Now look at going into an office. The average commute in Chicago is 32 minutes. An hour lost right there. Add in office chatterboxes, treks to Starbucks, restaurant lunches. You get more work done at home. Bosses tend to overvalue being in the office and under their watchful eye.

So stick a fork in offices, they’re done? I’m reluctant, first because predicting the future is always fraught. We didn’t see COVID coming, even when it was hammering on the door. Some are still on their tummies, pounding the floor with their fists, wailing that the government tried to do something to manage the deadly plague.

Second, I’m thinking of colleges. Like offices, schools shut down. But they sprang back.
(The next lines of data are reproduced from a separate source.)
//! services/api/src/adapters/deck_llm.rs
//!
//! This module contains the adapter for the deck-writing LLM.
//! It implements the `TextGenerationService` port from the `core` crate.

use async_openai::{
    config::OpenAIConfig,
    error::OpenAIError,
    types::chat::{
        ChatCompletionRequestSystemMessageArgs, ChatCompletionRequestUserMessageArgs,
        CreateChatCompletionRequestArgs,
    },
    Client,
};
use async_trait::async_trait;
use sales_deck_core::ports::{PortError, PortResult, TextGenerationService};
use tracing::debug;

//=========================================================================================
// The Main Adapter Struct
//=========================================================================================

/// An adapter that implements `TextGenerationService` using an OpenAI-compatible LLM.
#[derive(Clone)]
pub struct OpenAiDeckAdapter {
    client: Client<OpenAIConfig>,
    model: String,
}

impl OpenAiDeckAdapter {
    /// Creates a new `OpenAiDeckAdapter`.
    pub fn new(client: Client<OpenAIConfig>, model: String) -> Self {
        Self { client, model }
    }
}

//=========================================================================================
// `TextGenerationService` Trait Implementation
//=========================================================================================

#[async_trait]
impl TextGenerationService for OpenAiDeckAdapter {
    async fn generate_text(&self, system_prompt: &str, user_prompt: &str) -> PortResult<String> {
        let messages = vec![
            ChatCompletionRequestSystemMessageArgs::default()
                .content(system_prompt)
                .build()
                .map_err(|e| PortError::Unexpected(e.to_string()))?
                .into(),
            ChatCompletionRequestUserMessageArgs::default()
                .content(user_prompt)
                .build()
                .map_err(|e| PortError::Unexpected(e.to_string()))?
                .into(),
        ];

        let request = CreateChatCompletionRequestArgs::default()
            .model(&self.model)
            .messages(messages)
            .n(1)
            .build()
            .map_err(|e| PortError::Unexpected(e.to_string()))?;

        let response = self
            .client
            .chat()
            .create(request)
            .await
            .map_err(|e: OpenAIError| PortError::Unexpected(e.to_string()))?;

        if let Some(usage) = &response.usage {
            debug!(
                prompt_tokens = usage.prompt_tokens,
                completion_tokens = usage.completion_tokens,
                "Deck completion finished"
            );
        }

        // Extract the text content from the first choice in the response.
        response
            .choices
            .into_iter()
            .next()
            .and_then(|choice| choice.message.content)
            .ok_or_else(|| {
                PortError::Unexpected("Deck generation LLM returned no text content.".to_string())
            })
    }
}
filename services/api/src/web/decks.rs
//! services/api/src/web/decks.rs
//!
//! Deck generation and retrieval.

use axum::{
    extract::{Path, State},
    Extension, Json,
};
use chrono::{DateTime, Utc};
use sales_deck_core::{DeckContent, SalesDeck, User};
use serde::{Deserialize, Serialize};
use std::sync::Arc;
use tracing::info;
use utoipa::ToSchema;
use uuid::Uuid;

use crate::error::ApiError;
use crate::web::extract::ApiJson;
use crate::web::parse_id;
use crate::web::state::AppState;

#[derive(Serialize, Deserialize, ToSchema)]
pub struct DeckGenerateRequest {
    pub lead_id: String,
}

#[derive(Serialize, Deserialize, ToSchema)]
pub struct DeckResponse {
    pub id: Uuid,
    pub user_id: String,
    pub lead_id: Uuid,
    pub lead_name: String,
    /// `{title, slides: [...]}`, each slide tagged by `type`.
    #[schema(value_type = Object)]
    pub content: DeckContent,
    pub created_at: DateTime<Utc>,
}

impl From<SalesDeck> for DeckResponse {
    fn from(d: SalesDeck) -> Self {
        Self {
            id: d.id,
            user_id: d.user_id,
            lead_id: d.lead_id,
            lead_name: d.lead_name,
            content: d.content,
            created_at: d.created_at,
        }
    }
}

/// Generates a new deck for one of the caller's leads. Each call stores a new deck.
#[utoipa::path(
    post,
    path = "/api/decks/generate",
    request_body = DeckGenerateRequest,
    responses(
        (status = 200, description = "Deck generated", body = DeckResponse),
        (status = 404, description = "Lead or client not found"),
        (status = 500, description = "Generation provider failed")
    )
)]
pub async fn generate_deck(
    State(state): State<Arc<AppState>>,
    Extension(user): Extension<User>,
    ApiJson(req): ApiJson<DeckGenerateRequest>,
) -> Result<Json<DeckResponse>, ApiError> {
    let lead_id = parse_id(&req.lead_id, "Lead")?;
    let generated = state.decks.generate(&user.id, lead_id).await?;
    info!(
        deck_id = %generated.deck.id,
        fallback = generated.outcome.is_fallback(),
        "Deck stored"
    );
    Ok(Json(generated.deck.into()))
}

#[utoipa::path(
    get,
    path = "/api/decks",
    responses((status = 200, description = "The caller's decks", body = [DeckResponse]))
)]
pub async fn list_decks(
    State(state): State<Arc<AppState>>,
    Extension(user): Extension<User>,
) -> Result<Json<Vec<DeckResponse>>, ApiError> {
    let decks = state.decks.list(&user.id).await?;
    Ok(Json(decks.into_iter().map(Into::into).collect()))
}

#[utoipa::path(
    get,
    path = "/api/decks/{id}",
    params(("id" = String, Path, description = "Deck id")),
    responses(
        (status = 200, description = "The deck", body = DeckResponse),
        (status = 404, description = "Deck not found")
    )
)]
pub async fn get_deck(
    State(state): State<Arc<AppState>>,
    Extension(user): Extension<User>,
    Path(id): Path<String>,
) -> Result<Json<DeckResponse>, ApiError> {
    let deck_id = parse_id(&id, "Deck")?;
    let deck = state.decks.get(&user.id, deck_id).await?;
    Ok(Json(deck.into()))
}
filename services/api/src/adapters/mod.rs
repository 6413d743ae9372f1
pub mod db;
pub mod deck_llm;
pub mod session_exchange;

pub use db::DbAdapter;
pub use deck_llm::OpenAiDeckAdapter;
pub use session_exchange::HttpSessionExchangeAdapter;
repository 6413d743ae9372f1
//! crates/sales_deck_core/src/auth.rs
//!
//! The session store and auth guard. Session tokens are issued by the external
//! provider during the exchange; this module only records and checks them.

use chrono::{Duration, Utc};
use std::sync::Arc;
use tracing::{debug, info};

use crate::domain::{AuthSession, User};
use crate::error::{ServiceError, ServiceResult};
use crate::ports::{DatabaseService, PortError, SessionExchangeService};

/// Name of the cookie carrying the session token.
pub const SESSION_COOKIE: &str = "session_token";

/// Lifetime of a freshly created session.
pub const SESSION_TTL_DAYS: i64 = 7;

pub fn session_ttl() -> Duration {
    Duration::days(SESSION_TTL_DAYS)
}

/// Picks the token to authenticate with: the cookie wins, then a bearer header.
pub fn resolve_credential<'a>(
    cookie_token: Option<&'a str>,
    authorization: Option<&'a str>,
) -> Option<&'a str> {
    cookie_token.filter(|t| !t.is_empty()).or_else(|| {
        authorization
            .and_then(|h| h.strip_prefix("Bearer "))
            .filter(|t| !t.is_empty())
    })
}

/// Result of a successful login.
#[derive(Debug, Clone)]
pub struct LoginOutcome {
    pub user: User,
    pub session: AuthSession,
}

#[derive(Clone)]
pub struct AuthService {
    db: Arc<dyn DatabaseService>,
    exchange: Arc<dyn SessionExchangeService>,
}

impl AuthService {
    pub fn new(db: Arc<dyn DatabaseService>, exchange: Arc<dyn SessionExchangeService>) -> Self {
        Self { db, exchange }
    }

    /// Resolves a presented token to the user that owns it.
    ///
    /// Expired sessions are rejected but left in storage.
    pub async fn authenticate(&self, token: Option<&str>) -> ServiceResult<User> {
        let token = token
            .ok_or_else(|| ServiceError::Unauthenticated("Not authenticated".to_string()))?;

        let session = self
            .db
            .find_auth_session(token)
            .await?
            .ok_or_else(|| ServiceError::Unauthenticated("Invalid session".to_string()))?;

        if session.is_expired_at(Utc::now()) {
            debug!(user_id = %session.user_id, "Rejected expired session");
            return Err(ServiceError::Unauthenticated("Session expired".to_string()));
        }

        self.db
            .find_user_by_id(&session.user_id)
            .await?
            .ok_or_else(|| ServiceError::not_found("User"))
    }

    /// Exchanges an external session id, provisions the user on first login and
    /// records the provider-issued session token.
    pub async fn create_session(&self, session_id: &str) -> ServiceResult<LoginOutcome> {
        let preview: String = session_id.chars().take(20).collect();
        info!("Creating session for session_id: {}...", preview);

        let identity = self
            .exchange
            .exchange_session(session_id)
            .await
            .map_err(|e| match e {
                PortError::Rejected(reason) => {
                    debug!("Session exchange rejected: {}", reason);
                    ServiceError::BadRequest("Invalid session ID".to_string())
                }
                other => ServiceError::Upstream(other.to_string()),
            })?;

        let now = Utc::now();
        let user = match self.db.find_user_by_email(&identity.email).await? {
            Some(existing) => {
                info!("Existing user found: {}", existing.email);
                existing
            }
            None => {
                info!("Creating new user: {}", identity.email);
                let user = User {
                    id: identity.id,
                    email: identity.email,
                    name: identity.name,
                    picture: identity.picture,
                    created_at: now,
                };
                if !self.db.insert_user(&user).await? {
                    debug!("User {} was provisioned concurrently", user.email);
                }
                // Re-read so a concurrent first login resolves to the stored row.
                self.db
                    .find_user_by_email(&user.email)
                    .await?
                    .ok_or_else(|| ServiceError::not_found("User"))?
            }
        };

        let session = AuthSession {
            session_token: identity.session_token,
            user_id: user.id.clone(),
            expires_at: now + session_ttl(),
            created_at: now,
        };
        self.db.insert_auth_session(&session).await?;
        info!("Session created successfully for user: {}", user.email);

        Ok(LoginOutcome { user, session })
    }

    /// Deletes the session behind `token`, if any. Idempotent.
    pub async fn logout(&self, token: Option<&str>) -> ServiceResult<()> {
        if let Some(token) = token.filter(|t| !t.is_empty()) {
            let deleted = self.db.delete_auth_session(token).await?;
            debug!(deleted, "Logged out");
        }
        Ok(())
    }
}
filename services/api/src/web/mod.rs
pub mod assets;
pub mod auth;
pub mod clients;
pub mod decks;
pub mod extract;
pub mod leads;
pub mod middleware;
pub mod rest;
pub mod state;

use axum::{
    extract::DefaultBodyLimit,
    http::{header, HeaderValue, Method},
    middleware as axum_middleware,
    routing::{delete, get, patch, post},
    Router,
};
use std::sync::Arc;
use tower_http::{
    cors::{AllowHeaders, AllowOrigin, CorsLayer},
    trace::{DefaultMakeSpan, DefaultOnRequest, DefaultOnResponse, TraceLayer},
};
use tracing::Level;
use utoipa::OpenApi;
use utoipa_swagger_ui::SwaggerUi;
use uuid::Uuid;

use crate::config::{ConfigError, CorsOrigins};
use crate::error::ApiError;
use crate::web::{middleware::require_auth, rest::ApiDoc, state::AppState};

/// Upper bound for request bodies, uploads included.
const BODY_LIMIT: usize = 10 * 1024 * 1024;

/// Parses a resource id taken from a path or body. Ids that are not UUIDs
/// cannot match any record, so they are reported as missing.
pub fn parse_id(raw: &str, entity: &str) -> Result<Uuid, ApiError> {
    Uuid::parse_str(raw.trim()).map_err(|_| ApiError::not_found(entity))
}

fn cors_layer(origins: &CorsOrigins) -> Result<CorsLayer, ApiError> {
    let allow_origin = match origins {
        CorsOrigins::Any => AllowOrigin::mirror_request(),
        CorsOrigins::List(list) => {
            let values = list
                .iter()
                .map(|o| {
                    o.parse::<HeaderValue>().map_err(|e| {
                        ConfigError::InvalidValue("CORS_ORIGINS".to_string(), e.to_string())
                    })
                })
                .collect::<Result<Vec<_>, _>>()?;
            AllowOrigin::list(values)
        }
    };

    Ok(CorsLayer::new()
        .allow_origin(allow_origin)
        .allow_credentials(true)
        .allow_methods([
            Method::GET,
            Method::POST,
            Method::PATCH,
            Method::DELETE,
            Method::OPTIONS,
        ])
        .allow_headers(AllowHeaders::list([
            header::AUTHORIZATION,
            header::CONTENT_TYPE,
            header::ACCEPT,
        ])))
}

/// Builds the complete application router: `/api` routes (public auth routes
/// plus everything behind the session middleware), `/health`, and Swagger UI.
pub fn app(state: Arc<AppState>) -> Result<Router, ApiError> {
    let public_routes = Router::new()
        .route("/auth/session", post(auth::create_session_handler))
        .route("/auth/logout", post(auth::logout_handler));

    let protected_routes = Router::new()
        .route("/auth/me", get(auth::me_handler))
        .route(
            "/clients",
            post(clients::create_client).get(clients::list_clients),
        )
        .route(
            "/clients/{id}",
            patch(clients::update_client).delete(clients::delete_client),
        )
        .route("/assets", post(assets::create_asset).get(assets::list_assets))
        .route("/assets/upload", post(assets::upload_asset))
        .route("/assets/{id}", delete(assets::delete_asset))
        .route("/leads", post(leads::create_lead).get(leads::list_leads))
        .route(
            "/leads/{id}",
            patch(leads::update_lead).delete(leads::delete_lead),
        )
        .route("/decks/generate", post(decks::generate_deck))
        .route("/decks", get(decks::list_decks))
        .route("/decks/{id}", get(decks::get_deck))
        .layer(axum_middleware::from_fn_with_state(
            state.clone(),
            require_auth,
        ));

    let api_router = Router::new()
        .merge(public_routes)
        .merge(protected_routes);

    let router = Router::new()
        .nest("/api", api_router)
        .route("/health", get(rest::health_handler))
        .layer(DefaultBodyLimit::max(BODY_LIMIT))
        .layer(cors_layer(&state.config.cors_origins)?)
        .with_state(state)
        .merge(SwaggerUi::new("/swagger-ui").url("/api-docs/openapi.json", ApiDoc::openapi()));

    Ok(router.layer(
        TraceLayer::new_for_http()
            .make_span_with(DefaultMakeSpan::new().level(Level::INFO))
            .on_request(DefaultOnRequest::new().level(Level::INFO))
            .on_response(DefaultOnResponse::new().level(Level::INFO)),
    ))
}
// Module declarations
pub mod cli_context;
pub mod client;
pub mod commands;
pub mod config;
pub mod constants;
pub mod error;
pub mod filtering;
pub mod formatting;
pub mod logging;
pub mod models;
pub mod pagination;
pub mod table;

#[cfg(test)]
mod tests;

// Re-export commonly used items
pub use client::{GraphQLClient, GraphQLRequest, Transport};
pub use config::{get_token, load_config, save_config, Config};
pub use error::{SearchError, SearchResult};
pub use filtering::{build_search_filter, ListOptions, TimeField, TimeRange};
pub use models::{Author, Issue, Issues, Repository, RepositoryOwner};
pub use pagination::{fetch_all, IssuePager, PageState, PageStep};
pub use table::{to_table, Cell, ColumnType, ColumnValues, IssueTable};
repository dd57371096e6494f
pub const GITHUB_GRAPHQL_URL: &str = "https://api.github.com/graphql";
pub const CONFIG_FILE: &str = ".gh-issue-search-config.json";
pub const TOKEN_ENV_VAR: &str = "GITHUB_TOKEN";
pub const USER_AGENT: &str = concat!("gh-issue-search/", env!("CARGO_PKG_VERSION"));

/// Items requested per search page; the API maximum.
pub const PAGE_SIZE: u32 = 100;

// Issue fields selected from each search node
pub const ISSUE_FIELDS: &str = r#"
    number
    title
    closed
    createdAt
    closedAt
    author {
        ... on User {
            login
            company
        }
    }
    repository {
        name
        owner {
            login
        }
    }
"#;
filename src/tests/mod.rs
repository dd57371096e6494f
mod support;
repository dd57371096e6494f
use std::fs::{create_dir_all, OpenOptions};
use std::path::PathBuf;
use std::sync::Mutex;

use chrono::Local;
use tracing::{debug, error, info};
use tracing_subscriber::EnvFilter;

use crate::error::SearchResult;

const DEFAULT_FILTER: &str = "gh_issue_search=debug";

lazy_static::lazy_static! {
    static ref LOG_FILE: Mutex<Option<PathBuf>> = Mutex::new(None);
}

pub fn log_dir() -> PathBuf {
    dirs::cache_dir()
        .unwrap_or_else(|| PathBuf::from("/tmp"))
        .join("gh-issue-search")
        .join("logs")
}

/// Send tracing output to a fresh per-run file under the cache directory.
///
/// Output stays off stderr so it never mixes with table output.
pub fn init_logging() -> SearchResult<()> {
    let log_dir = log_dir();
    create_dir_all(&log_dir)?;

    let log_file = log_dir.join(format!("gh-issues-{}.log", Local::now().format("%Y%m%d-%H%M%S")));
    let file = OpenOptions::new()
        .create(true)
        .append(true)
        .open(&log_file)?;

    let filter = EnvFilter::try_from_default_env().unwrap_or_else(|_| EnvFilter::new(DEFAULT_FILTER));
    // A subscriber may already be installed (e.g. by an embedding program).
    let _ = tracing_subscriber::fmt()
        .with_env_filter(filter)
        .with_writer(Mutex::new(file))
        .with_ansi(false)
        .try_init();

    if let Ok(mut guard) = LOG_FILE.lock() {
        *guard = Some(log_file.clone());
    }

    info!("Logging initialized to: {}", log_file.display());

    Ok(())
}

#[allow(deprecated)]
pub fn log_panic_info(info: &std::panic::PanicInfo<'_>) {
    let mut message = String::from("PANIC: ");

    if let Some(location) = info.location() {
        message.push_str(&format!(
            "at {}:{}:{} - ",
            location.file(),
            location.line(),
            location.column()
        ));
    }

    if let Some(s) = info.payload().downcast_ref::<&str>() {
        message.push_str(s);
    } else if let Some(s) = info.payload().downcast_ref::<String>() {
        message.push_str(s);
    } else {
        message.push_str("Unknown panic payload");
    }

    error!("{}", message);

    let backtrace = std::backtrace::Backtrace::capture();
    debug!("Backtrace:\n{}", backtrace);
}

pub fn get_log_file_path() -> Option<PathBuf> {
    LOG_FILE.lock().ok().and_then(|guard| guard.clone())
}
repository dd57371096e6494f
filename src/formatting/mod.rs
pub mod issues;
pub mod utils;

pub use issues::{print_issue_table, OutputFormat};
pub use utils::{cell_text, format_relative_time, truncate};
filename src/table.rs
//! Columnar view of a list of issues.

use chrono::{DateTime, Utc};
use serde::Serialize;

use crate::models::Issue;

pub const TABLE_NAME: &str = "issues";

#[derive(Debug, Clone, Copy, PartialEq, Eq, Serialize)]
#[serde(rename_all = "snake_case")]
pub enum ColumnType {
    String,
    NullableString,
    Int64,
    Bool,
    Timestamp,
    NullableTimestamp,
}

#[derive(Debug, Clone, PartialEq, Serialize)]
#[serde(untagged)]
pub enum ColumnValues {
    String(Vec<String>),
    NullableString(Vec<Option<String>>),
    Int64(Vec<i64>),
    Bool(Vec<bool>),
    Timestamp(Vec<DateTime<Utc>>),
    NullableTimestamp(Vec<Option<DateTime<Utc>>>),
}

impl ColumnValues {
    pub fn column_type(&self) -> ColumnType {
        match self {
            Self::String(_) => ColumnType::String,
            Self::NullableString(_) => ColumnType::NullableString,
            Self::Int64(_) => ColumnType::Int64,
            Self::Bool(_) => ColumnType::Bool,
            Self::Timestamp(_) => ColumnType::Timestamp,
            Self::NullableTimestamp(_) => ColumnType::NullableTimestamp,
        }
    }

    pub fn len(&self) -> usize {
        match self {
            Self::String(v) => v.len(),
            Self::NullableString(v) => v.len(),
            Self::Int64(v) => v.len(),
            Self::Bool(v) => v.len(),
            Self::Timestamp(v) => v.len(),
            Self::NullableTimestamp(v) => v.len(),
        }
    }

    pub fn is_empty(&self) -> bool {
        self.len() == 0
    }

    pub fn get(&self, index: usize) -> Option<Cell> {
        match self {
            Self::String(v) => v.get(index).map(|s| Cell::String(s.clone())),
            Self::NullableString(v) => v
                .get(index)
                .map(|s| s.clone().map_or(Cell::Null, Cell::String)),
            Self::Int64(v) => v.get(index).map(|n| Cell::Int64(*n)),
            Self::Bool(v) => v.get(index).map(|b| Cell::Bool(*b)),
            Self::Timestamp(v) => v.get(index).map(|t| Cell::Timestamp(*t)),
            Self::NullableTimestamp(v) => v
                .get(index)
                .map(|t| t.map_or(Cell::Null, Cell::Timestamp)),
        }
    }
}

/// A single value of a row.
#[derive(Debug, Clone, PartialEq)]
pub enum Cell {
    String(String),
    Int64(i64),
    Bool(bool),
    Timestamp(DateTime<Utc>),
    Null,
}

#[derive(Debug, Clone, PartialEq, Serialize)]
pub struct Column {
    pub name: &'static str,
    #[serde(rename = "type")]
    pub column_type: ColumnType,
    pub values: ColumnValues,
}

impl Column {
    fn new(name: &'static str, values: ColumnValues) -> Self {
        Self {
            name,
            column_type: values.column_type(),
            values,
        }
    }
}

/// Fixed-schema table with one row per issue, in input order.
#[derive(Debug, Clone, PartialEq, Serialize)]
pub struct IssueTable {
    pub name: &'static str,
    columns: Vec<Column>,
}

impl IssueTable {
    pub fn from_issues(issues: &[Issue]) -> Self {
        let mut title = Vec::with_capacity(issues.len());
        let mut author = Vec::with_capacity(issues.len());
        let mut author_company = Vec::with_capacity(issues.len());
        let mut repo = Vec::with_capacity(issues.len());
        let mut number = Vec::with_capacity(issues.len());
        let mut closed = Vec::with_capacity(issues.len());
        let mut created_at = Vec::with_capacity(issues.len());
        let mut closed_at = Vec::with_capacity(issues.len());

        for issue in issues {
            title.push(issue.title.clone());
            author.push(issue.author.login.clone());
            author_company.push(issue.author.company.clone());
            repo.push(issue.repository.name_with_owner());
            number.push(issue.number);
            closed.push(issue.closed);
            created_at.push(issue.created_at);
            closed_at.push(issue.closed_at);
        }

        Self {
            name: TABLE_NAME,
            columns: vec![
                Column::new("title", ColumnValues::String(title)),
                Column::new("author", ColumnValues::String(author)),
                Column::new("author_company", ColumnValues::NullableString(author_company)),
                Column::new("repo", ColumnValues::String(repo)),
                Column::new("number", ColumnValues::Int64(number)),
                Column::new("closed", ColumnValues::Bool(closed)),
                Column::new("created_at", ColumnValues::Timestamp(created_at)),
                Column::new("closed_at", ColumnValues::NullableTimestamp(closed_at)),
            ],
        }
    }

    pub fn schema(&self) -> Vec<(&'static str, ColumnType)> {
        self.columns.iter().map(|c| (c.name, c.column_type)).collect()
    }

    pub fn columns(&self) -> &[Column] {
        &self.columns
    }

    pub fn column(&self, name: &str) -> Option<&ColumnValues> {
        self.columns.iter().find(|c| c.name == name).map(|c| &c.values)
    }

    pub fn len(&self) -> usize {
        self.columns.first().map_or(0, |c| c.values.len())
    }

    pub fn is_empty(&self) -> bool {
        self.len() == 0
    }

    pub fn row(&self, index: usize) -> Option<Vec<Cell>> {
        self.columns.iter().map(|c| c.values.get(index)).collect()
    }

    pub fn rows(&self) -> impl Iterator<Item = Vec<Cell>> + '_ {
        (0..self.len()).filter_map(move |i| self.row(i))
    }
}

pub fn to_table(issues: &[Issue]) -> IssueTable {
    IssueTable::from_issues(issues)
}
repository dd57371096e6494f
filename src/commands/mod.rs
pub mod auth;
pub mod issues;
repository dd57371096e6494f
use chrono::{DateTime, Utc};

use crate::table::Cell;

pub fn format_relative_time(timestamp: &DateTime<Utc>, now: &DateTime<Utc>) -> String {
    let duration = now.signed_duration_since(*timestamp);

    if duration.num_days() > 365 {
        format!("{}y ago", duration.num_days() / 365)
    } else if duration.num_days() > 30 {
        format!("{}mo ago", duration.num_days() / 30)
    } else if duration.num_days() > 0 {
        format!("{}d ago", duration.num_days())
    } else if duration.num_hours() > 0 {
        format!("{}h ago", duration.num_hours())
    } else if duration.num_minutes() > 0 {
        format!("{}m ago", duration.num_minutes())
    } else {
        "just now".to_string()
    }
}

pub fn truncate(s: &str, max_len: usize) -> String {
    if s.chars().count() <= max_len {
        s.to_string()
    } else {
        let kept: String = s.chars().take(max_len.saturating_sub(3)).collect();
        format!("{}...", kept)
    }
}

/// Plain-text rendering of a table cell; nulls render as `-`.
pub fn cell_text(cell: &Cell) -> String {
    match cell {
        Cell::String(s) if s.is_empty() => "-".to_string(),
        Cell::String(s) => s.clone(),
        Cell::Int64(n) => n.to_string(),
        Cell::Bool(b) => b.to_string(),
        Cell::Timestamp(t) => t.format("%Y-%m-%d %H:%M").to_string(),
        Cell::Null => "-".to_string(),
    }
}
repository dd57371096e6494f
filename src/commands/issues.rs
use chrono::{DateTime, NaiveDate, Utc};
use clap::{Arg, ArgMatches, Command};
use tokio_util::sync::CancellationToken;
use tracing::warn;

use crate::cli_context::CliContext;
use crate::error::{ErrorContext, SearchError, SearchResult};
use crate::filtering::search::{ListOptions, TimeField, TimeRange};
use crate::formatting::{print_issue_table, OutputFormat};
use crate::pagination::fetch_all;
use crate::table::to_table;

pub fn command() -> Command {
    Command::new("issues")
        .about("Search a repository's issues within a time range")
        .arg(
            Arg::new("owner")
                .long("owner")
                .short('o')
                .help("Repository owner (defaults to the configured owner)"),
        )
        .arg(
            Arg::new("repo")
                .long("repo")
                .short('r')
                .help("Repository name (defaults to the configured repository)"),
        )
        .arg(
            Arg::new("field")
                .long("field")
                .short('f')
                .help("Timestamp the range applies to: created, closed or updated")
                .default_value("created"),
        )
        .arg(
            Arg::new("from")
                .long("from")
                .help("Start of the range (RFC 3339 or YYYY-MM-DD)")
                .required(true),
        )
        .arg(
            Arg::new("to")
                .long("to")
                .help("End of the range (RFC 3339 or YYYY-MM-DD), defaults to now"),
        )
        .arg(
            Arg::new("query")
                .long("query")
                .short('q')
                .help("Extra search terms appended to the filter, e.g. 'label:bug'"),
        )
        .arg(
            Arg::new("format")
                .long("format")
                .help("Output format: table, simple or json")
                .default_value("table"),
        )
}

/// Parse an RFC 3339 timestamp, or a bare `YYYY-MM-DD` date as midnight UTC.
pub fn parse_datetime(input: &str) -> SearchResult<DateTime<Utc>> {
    if let Ok(t) = DateTime::parse_from_rfc3339(input) {
        return Ok(t.with_timezone(&Utc));
    }

    NaiveDate::parse_from_str(input, "%Y-%m-%d")
        .ok()
        .and_then(|d| d.and_hms_opt(0, 0, 0))
        .map(|naive| naive.and_utc())
        .ok_or_else(|| {
            SearchError::ParseError(format!(
                "Invalid time '{}'. Use RFC 3339 (2020-08-19T00:00:00Z) or YYYY-MM-DD",
                input
            ))
        })
}

/// Build list options from arguments, falling back to configured defaults.
pub fn list_options(
    matches: &ArgMatches,
    default_owner: Option<&str>,
    default_repository: Option<&str>,
) -> SearchResult<ListOptions> {
    let owner = matches
        .get_one::<String>("owner")
        .map(String::as_str)
        .or(default_owner)
        .ok_or_else(|| SearchError::InvalidInput("--owner is required".to_string()))?;
    let repository = matches
        .get_one::<String>("repo")
        .map(String::as_str)
        .or(default_repository)
        .ok_or_else(|| SearchError::InvalidInput("--repo is required".to_string()))?;

    let time_field = match matches.get_one::<String>("field") {
        Some(field) => field.parse::<TimeField>()?,
        None => TimeField::default(),
    };

    Ok(ListOptions {
        owner: owner.to_string(),
        repository: repository.to_string(),
        time_field,
        query: matches.get_one::<String>("query").cloned(),
    })
}

pub fn time_range(matches: &ArgMatches) -> SearchResult<TimeRange> {
    let from = matches
        .get_one::<String>("from")
        .ok_or_else(|| SearchError::InvalidInput("--from is required".to_string()))
        .and_then(|s| parse_datetime(s))?;
    let to = match matches.get_one::<String>("to") {
        Some(s) => parse_datetime(s)?,
        None => Utc::now(),
    };

    if from > to {
        warn!(%from, %to, "time range starts after it ends");
    }

    Ok(TimeRange::new(from, to))
}

/// Cancel `token` on the first Ctrl-C.
fn cancel_on_ctrl_c(token: CancellationToken) {
    tokio::spawn(async move {
        if tokio::signal::ctrl_c().await.is_ok() {
            warn!("Ctrl-C received, cancelling search");
            token.cancel();
        }
    });
}

pub async fn handle_issues(matches: &ArgMatches) -> SearchResult<()> {
    let mut context = CliContext::load();
    let client = context.client().context("Failed to create GitHub client")?;

    let opts = list_options(
        matches,
        context.config().default_owner.as_deref(),
        context.config().default_repository.as_deref(),
    )?;
    let range = time_range(matches)?;
    let format = match matches.get_one::<String>("format") {
        Some(f) => f.parse::<OutputFormat>()?,
        None => OutputFormat::default(),
    };

    let cancel = CancellationToken::new();
    cancel_on_ctrl_c(cancel.clone());

    let issues = fetch_all(client.as_ref(), &opts, &range, &cancel).await?;
    let table = to_table(&issues);

    if format != OutputFormat::Json {
        println!("Found {} issues in {}/{}:", table.len(), opts.owner, opts.repository);
    }
    print_issue_table(&table, format)
}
Kids really want to go to school. Why? They could study at home, the same way their parents work there.

Which leads to an intriguing puzzle: Working at home and studying at home are roughly the same dynamic — you’re by yourself, with a cat maybe, locked in cathectic focus on a screen.

What’s the difference? I almost said I have no idea, but it’s my job to make a good guess. It would seem a question of energy, youth, potential. Young people want to get to campus because they’re keen to be alive, go to classes, clubs, walk across the campus, drink beer, find romance. It’s an appealing dynamic that has them, or their parents, spending vast sums and traveling great distances.

Can we import that energy to adults working in offices? Should we? It seems stern commands and bowls of snacks aren’t enough. Realtors and city governments, like hat company owners and hatters union members in the early 1960s, are desperate to have workers start coming downtown regularly. Because they have a dog in this race: these office buildings with nobody in them. The solution right now seems to be to convert those into apartments and condos, but then that raises the question: what people would be moving downtown for? There are only so many times you can go to the Art Institute and the symphony.

Workers seem happy where they are. They aren’t rushing back. They might never go back. It might be a reality, like the disappearance of the fedora, far easier to accept than to change.